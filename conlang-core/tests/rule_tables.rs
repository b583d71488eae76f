use std::fs;
use std::path::PathBuf;

use conlang_core::model::generation_input::GenerationInput;
use conlang_core::model::grammar_rules::GrammarRules;
use conlang_core::model::inflector::Inflector;
use conlang_core::model::language_data::ConlangData;
use conlang_core::model::word_builder::WordBuilder;
use conlang_core::{ConfigError, ConlangError};
use tempfile::TempDir;

const LANGUAGE: &str = r#"{
	"consonantFrequencies": {"t": 0.6, "k": 0.4},
	"vowelFrequencies": {"a": 0.5, "i": 0.5},
	"phonemeClasses": {"V": ["a", "i"], "C": ["t", "k"]},
	"wordTypes": {"I": 1.0},
	"syllableClasses": {"I": ["CV"]}
}"#;

const KEREGAFA: &str = r#"{
	"consonantFrequencies": {"k": 0.2, "r": 0.2, "g": 0.1, "f": 0.1, "t": 0.2, "d": 0.1, "ts": 0.1},
	"vowelFrequencies": {"a": 0.4, "e": 0.3, "o": 0.2, "u": 0.1},
	"phonemeClasses": {
		"V": ["a", "e", "o", "u"],
		"C": ["k", "r", "g", "f", "t", "d", "ts"],
		"P": ["k", "g", "t", "d"]
	},
	"wordTypes": {"IF": 0.5, "IMF": 0.3, "IMMF": 0.2},
	"syllableClasses": {"I": ["CV", "V"], "M": ["CV"], "F": ["CV", "CVr"]},
	"voicingRules": {"k": "g", "g": "k", "t": "d", "d": "t"},
	"harmonyRules": {
		"vowelClasses": {"front": ["e"], "back": ["a", "o", "u"]},
		"counterparts": {"front": {"a": "e", "o": "e", "u": "e"}, "back": {"e": "a"}}
	},
	"replacementRules": {"cleanup": {"rr": "r"}},
	"tuning": {
		"geminateConsonantChance": 0.1,
		"geminatableConsonants": ["k", "t"],
		"reduplicateChance": 0.2,
		"reduplicateWithInitialVoicing": true
	}
}"#;

const KEREGAFA_RULES: &str = r#"{
	"declensionTable": {"nominative": "@", "accusative": "ka", "dative": "er"},
	"declensionInflectionRules": {
		"V": {"C": "doNothing", "V": "deleteLastChar"},
		"C": {"C": "appendLastVowel", "V": "doNothing"}
	},
	"conjugationTable": {"ra": {"present": "ra", "past": "rda"}},
	"verbPrefixTable": {"imperative": {"prefix": "ta", "elide": "r"}},
	"converbTable": {"temporal": "dative"},
	"tunings": {"applyConverbToVerbForm": "past"}
}"#;

fn write(dir: &TempDir, name: &str, contents: &str) -> PathBuf {
	let path = dir.path().join(name);
	fs::write(&path, contents).unwrap();
	path
}

#[test]
fn monosyllables_from_file() {
	let dir = TempDir::new().unwrap();
	let data = ConlangData::new(write(&dir, "tiny.json", LANGUAGE)).unwrap();
	let mut builder = WordBuilder::with_seed(data, 2024);
	for _ in 0..100 {
		let word = builder.build_word(1, None).unwrap();
		assert_eq!(word.len(), 2);
		assert!(["t", "k"].contains(&word[0].as_str()));
		assert!(["a", "i"].contains(&word[1].as_str()));
	}
}

#[test]
fn generated_words_round_trip_through_tokenizer() {
	let dir = TempDir::new().unwrap();
	let data = ConlangData::new(write(&dir, "keregafa.json", KEREGAFA)).unwrap();
	let mut builder = WordBuilder::with_seed(data, 7);
	let words: Vec<String> = builder.run(&GenerationInput::new(40).unwrap()).unwrap().iter().cloned().collect();
	assert!(words.len() >= 40);
	assert!(words.windows(2).all(|pair| pair[0] < pair[1]));

	let data = builder.data();
	for word in &words {
		let tokens = data.tokenize(word).unwrap();
		assert_eq!(data.detokenize(&tokens), *word);
		assert!(!word.contains("rr"), "{word}");
	}
}

#[test]
fn harmonized_words_share_one_vowel_class() {
	let dir = TempDir::new().unwrap();
	let data = ConlangData::new(write(&dir, "keregafa.json", KEREGAFA)).unwrap();
	let mut builder = WordBuilder::with_seed(data, 31);
	for _ in 0..100 {
		for form in builder.make_word(3).unwrap() {
			let has_front = form.contains('e');
			let has_back = form.contains(['a', 'o', 'u']);
			assert!(!(has_front && has_back), "{form}");
		}
	}
}

#[test]
fn inflection_from_files() {
	let dir = TempDir::new().unwrap();
	let data = ConlangData::new(write(&dir, "keregafa.json", KEREGAFA)).unwrap();
	let rules = GrammarRules::new(write(&dir, "keregafa_rules.json", KEREGAFA_RULES)).unwrap();
	let inflector = Inflector::new(&data, &rules);

	let noun = inflector.inflect_noun("kato").unwrap();
	assert_eq!(noun["nominative"], "kato");
	assert_eq!(noun["accusative"], "katoka");
	assert_eq!(noun["dative"], "kater");

	let verb = inflector.inflect_verb("gofera").unwrap();
	assert_eq!(verb.tenses["past"], "goferda");
	assert_eq!(verb.moods["imperative"], "tagofera");
	assert_eq!(verb.converbs["temporal"], "goferder");

	let json = serde_json::to_value(&verb).unwrap();
	assert_eq!(json["moods"]["imperative"], "tagofera");
}

#[test]
fn missing_file_is_a_config_error() {
	let dir = TempDir::new().unwrap();
	let err = ConlangData::new(dir.path().join("absent.json")).unwrap_err();
	assert!(matches!(err, ConfigError::Io { .. }));
	assert!(err.to_string().contains("absent.json"));
}

#[test]
fn malformed_file_names_the_path() {
	let dir = TempDir::new().unwrap();
	let path = write(&dir, "broken_rules.json", r#"{"declensionTable": {}"#);
	let err = GrammarRules::new(path).unwrap_err();
	assert!(matches!(err, ConfigError::Parse { .. }));
	assert!(err.to_string().contains("broken_rules.json"));
}

#[test]
fn unknown_character_propagates_from_inflection() {
	let dir = TempDir::new().unwrap();
	let data = ConlangData::new(write(&dir, "keregafa.json", KEREGAFA)).unwrap();
	let rules = GrammarRules::new(write(&dir, "keregafa_rules.json", KEREGAFA_RULES)).unwrap();
	assert!(matches!(
		Inflector::new(&data, &rules).inflect_noun("kazo"),
		Err(ConlangError::UnknownCharacter { character: 'z', .. })
	));
}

_ABOUT THIS EXERCISE_:
Every line of the data must be written out again word for word.

_ANSWER BOX_:
filename conlang-core/tests/rule_tables.rs
repository b583d71488eae76f
use std::fs;
use std::path::PathBuf;

use conlang_core::model::generation_input::GenerationInput;
use conlang_core::model::grammar_rules::GrammarRules;
use conlang_core::model::inflector::Inflector;
use conlang_core::model::language_data::ConlangData;
use conlang_core::model::word_builder::WordBuilder;
use conlang_core::{ConfigError, ConlangError};
use tempfile::TempDir;

const LANGUAGE: &str = r#"{
	"consonantFrequencies": {"t": 0.6, "k": 0.4},
	"vowelFrequencies": {"a": 0.5, "i": 0.5},
	"phonemeClasses": {"V": ["a", "i"], "C": ["t", "k"]},
	"wordTypes": {"I": 1.0},
	"syllableClasses": {"I": ["CV"]}
}"#;

const KEREGAFA: &str = r#"{
	"consonantFrequencies": {"k": 0.2, "r": 0.2, "g": 0.1, "f": 0.1, "t": 0.2, "d": 0.1, "ts": 0.1},
	"vowelFrequencies": {"a": 0.4, "e": 0.3, "o": 0.2, "u": 0.1},
	"phonemeClasses": {
		"V": ["a", "e", "o", "u"],
		"C": ["k", "r", "g", "f", "t", "d", "ts"],
		"P": ["k", "g", "t", "d"]
	},
	"wordTypes": {"IF": 0.5, "IMF": 0.3, "IMMF": 0.2},
	"syllableClasses": {"I": ["CV", "V"], "M": ["CV"], "F": ["CV", "CVr"]},
	"voicingRules": {"k": "g", "g": "k", "t": "d", "d": "t"},
	"harmonyRules": {
		"vowelClasses": {"front": ["e"], "back": ["a", "o", "u"]},
		"counterparts": {"front": {"a": "e", "o": "e", "u": "e"}, "back": {"e": "a"}}
	},
	"replacementRules": {"cleanup": {"rr": "r"}},
	"tuning": {
		"geminateConsonantChance": 0.1,
		"geminatableConsonants": ["k", "t"],
		"reduplicateChance": 0.2,
		"reduplicateWithInitialVoicing": true
	}
}"#;

const KEREGAFA_RULES: &str = r#"{
	"declensionTable": {"nominative": "@", "accusative": "ka", "dative": "er"},
	"declensionInflectionRules": {
		"V": {"C": "doNothing", "V": "deleteLastChar"},
		"C": {"C": "appendLastVowel", "V": "doNothing"}
	},
	"conjugationTable": {"ra": {"present": "ra", "past": "rda"}},
	"verbPrefixTable": {"imperative": {"prefix": "ta", "elide": "r"}},
	"converbTable": {"temporal": "dative"},
	"tunings": {"applyConverbToVerbForm": "past"}
}"#;

fn write(dir: &TempDir, name: &str, contents: &str) -> PathBuf {
	let path = dir.path().join(name);
	fs::write(&path, contents).unwrap();
	path
}

#[test]
fn monosyllables_from_file() {
	let dir = TempDir::new().unwrap();
	let data = ConlangData::new(write(&dir, "tiny.json", LANGUAGE)).unwrap();
	let mut builder = WordBuilder::with_seed(data, 2024);
	for _ in 0..100 {
		let word = builder.build_word(1, None).unwrap();
		assert_eq!(word.len(), 2);
		assert!(["t", "k"].contains(&word[0].as_str()));
		assert!(["a", "i"].contains(&word[1].as_str()));
	}
}

#[test]
fn generated_words_round_trip_through_tokenizer() {
	let dir = TempDir::new().unwrap();
	let data = ConlangData::new(write(&dir, "keregafa.json", KEREGAFA)).unwrap();
	let mut builder = WordBuilder::with_seed(data, 7);
	let words: Vec<String> = builder.run(&GenerationInput::new(40).unwrap()).unwrap().iter().cloned().collect();
	assert!(words.len() >= 40);
	assert!(words.windows(2).all(|pair| pair[0] < pair[1]));

	let data = builder.data();
	for word in &words {
		let tokens = data.tokenize(word).unwrap();
		assert_eq!(data.detokenize(&tokens), *word);
		assert!(!word.contains("rr"), "{word}");
	}
}

#[test]
fn harmonized_words_share_one_vowel_class() {
	let dir = TempDir::new().unwrap();
	let data = ConlangData::new(write(&dir, "keregafa.json", KEREGAFA)).unwrap();
	let mut builder = WordBuilder::with_seed(data, 31);
	for _ in 0..100 {
		for form in builder.make_word(3).unwrap() {
			let has_front = form.contains('e');
			let has_back = form.contains(['a', 'o', 'u']);
			assert!(!(has_front && has_back), "{form}");
		}
	}
}

#[test]
fn inflection_from_files() {
	let dir = TempDir::new().unwrap();
	let data = ConlangData::new(write(&dir, "keregafa.json", KEREGAFA)).unwrap();
	let rules = GrammarRules::new(write(&dir, "keregafa_rules.json", KEREGAFA_RULES)).unwrap();
	let inflector = Inflector::new(&data, &rules);

	let noun = inflector.inflect_noun("kato").unwrap();
	assert_eq!(noun["nominative"], "kato");
	assert_eq!(noun["accusative"], "katoka");
	assert_eq!(noun["dative"], "kater");

	let verb = inflector.inflect_verb("gofera").unwrap();
	assert_eq!(verb.tenses["past"], "goferda");
	assert_eq!(verb.moods["imperative"], "tagofera");
	assert_eq!(verb.converbs["temporal"], "goferder");

	let json = serde_json::to_value(&verb).unwrap();
	assert_eq!(json["moods"]["imperative"], "tagofera");
}

#[test]
fn missing_file_is_a_config_error() {
	let dir = TempDir::new().unwrap();
	let err = ConlangData::new(dir.path().join("absent.json")).unwrap_err();
	assert!(matches!(err, ConfigError::Io { .. }));
	assert!(err.to_string().contains("absent.json"));
}

#[test]
fn malformed_file_names_the_path() {
	let dir = TempDir::new().unwrap();
	let path = write(&dir, "broken_rules.json", r#"{"declensionTable": {}"#);
	let err = GrammarRules::new(path).unwrap_err();
	assert!(matches!(err, ConfigError::Parse { .. }));
	assert!(err.to_string().contains("broken_rules.json"));
}

#[test]
fn unknown_character_propagates_from_inflection() {
	let dir = TempDir::new().unwrap();
	let data = ConlangData::new(write(&dir, "keregafa.json", KEREGAFA)).unwrap();
	let rules = GrammarRules::new(write(&dir, "keregafa_rules.json", KEREGAFA_RULES)).unwrap();
	assert!(matches!(
		Inflector::new(&data, &rules).inflect_noun("kazo"),
		Err(ConlangError::UnknownCharacter { character: 'z', .. })
	));
}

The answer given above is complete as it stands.